Supplied data Start Marker

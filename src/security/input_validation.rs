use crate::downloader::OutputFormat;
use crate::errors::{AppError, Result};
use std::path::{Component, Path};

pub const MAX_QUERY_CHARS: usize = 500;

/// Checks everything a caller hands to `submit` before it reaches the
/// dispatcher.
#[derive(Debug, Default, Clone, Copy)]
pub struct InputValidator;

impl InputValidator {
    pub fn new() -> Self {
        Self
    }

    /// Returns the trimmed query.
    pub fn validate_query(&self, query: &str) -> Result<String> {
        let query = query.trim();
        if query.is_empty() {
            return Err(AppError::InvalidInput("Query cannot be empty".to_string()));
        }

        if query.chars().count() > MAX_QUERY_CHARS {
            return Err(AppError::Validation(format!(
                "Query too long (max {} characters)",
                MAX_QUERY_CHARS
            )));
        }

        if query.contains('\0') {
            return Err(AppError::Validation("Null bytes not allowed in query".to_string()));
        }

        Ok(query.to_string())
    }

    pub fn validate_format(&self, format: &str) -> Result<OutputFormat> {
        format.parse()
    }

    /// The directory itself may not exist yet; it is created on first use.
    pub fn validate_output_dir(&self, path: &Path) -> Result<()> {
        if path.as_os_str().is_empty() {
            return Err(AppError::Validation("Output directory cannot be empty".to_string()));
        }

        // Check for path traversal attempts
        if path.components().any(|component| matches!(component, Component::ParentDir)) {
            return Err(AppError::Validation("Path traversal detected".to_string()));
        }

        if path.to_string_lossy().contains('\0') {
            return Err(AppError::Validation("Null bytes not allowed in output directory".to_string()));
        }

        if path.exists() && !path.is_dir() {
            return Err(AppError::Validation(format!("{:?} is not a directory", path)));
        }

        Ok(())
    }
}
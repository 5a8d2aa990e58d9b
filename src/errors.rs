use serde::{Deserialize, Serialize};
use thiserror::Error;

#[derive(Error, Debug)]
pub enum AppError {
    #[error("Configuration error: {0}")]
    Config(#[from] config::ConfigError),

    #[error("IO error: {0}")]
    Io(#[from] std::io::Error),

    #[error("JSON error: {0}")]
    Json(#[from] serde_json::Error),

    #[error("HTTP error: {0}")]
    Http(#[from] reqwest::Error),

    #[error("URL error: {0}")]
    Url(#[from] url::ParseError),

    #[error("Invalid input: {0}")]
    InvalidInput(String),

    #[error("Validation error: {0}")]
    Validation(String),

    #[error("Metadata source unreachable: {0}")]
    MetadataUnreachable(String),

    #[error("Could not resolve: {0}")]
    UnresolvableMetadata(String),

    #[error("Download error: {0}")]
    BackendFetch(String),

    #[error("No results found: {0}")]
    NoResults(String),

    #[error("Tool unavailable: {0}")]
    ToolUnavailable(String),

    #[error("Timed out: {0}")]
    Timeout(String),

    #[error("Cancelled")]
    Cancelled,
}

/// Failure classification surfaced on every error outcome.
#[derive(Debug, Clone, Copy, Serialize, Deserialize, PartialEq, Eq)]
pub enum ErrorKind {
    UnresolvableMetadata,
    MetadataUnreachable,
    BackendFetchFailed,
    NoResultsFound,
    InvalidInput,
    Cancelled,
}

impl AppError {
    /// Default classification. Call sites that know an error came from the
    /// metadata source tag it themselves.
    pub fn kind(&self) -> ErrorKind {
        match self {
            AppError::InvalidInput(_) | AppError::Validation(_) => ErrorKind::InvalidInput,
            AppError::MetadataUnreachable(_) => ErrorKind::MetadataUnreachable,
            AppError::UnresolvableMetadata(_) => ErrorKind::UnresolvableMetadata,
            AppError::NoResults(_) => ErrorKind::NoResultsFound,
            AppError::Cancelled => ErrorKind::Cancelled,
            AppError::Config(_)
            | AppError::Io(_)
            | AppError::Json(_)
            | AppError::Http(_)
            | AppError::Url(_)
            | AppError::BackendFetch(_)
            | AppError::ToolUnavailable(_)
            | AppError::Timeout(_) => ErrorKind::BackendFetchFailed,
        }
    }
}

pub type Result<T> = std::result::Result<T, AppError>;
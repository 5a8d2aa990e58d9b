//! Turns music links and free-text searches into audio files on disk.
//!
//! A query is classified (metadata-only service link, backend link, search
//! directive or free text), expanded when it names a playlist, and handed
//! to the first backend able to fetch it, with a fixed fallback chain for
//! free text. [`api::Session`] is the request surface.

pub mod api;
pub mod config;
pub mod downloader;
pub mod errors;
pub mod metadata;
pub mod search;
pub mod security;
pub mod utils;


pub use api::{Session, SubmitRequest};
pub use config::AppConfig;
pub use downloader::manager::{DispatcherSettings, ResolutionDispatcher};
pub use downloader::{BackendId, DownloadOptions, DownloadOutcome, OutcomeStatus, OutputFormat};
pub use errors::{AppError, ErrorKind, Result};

Supplied data End Marker

Identify the lines of the entries containing the string "Default". Copy each such line.

#[derive(Debug, Default, Clone, Copy)]
    /// Default classification. Call sites that know an error came from the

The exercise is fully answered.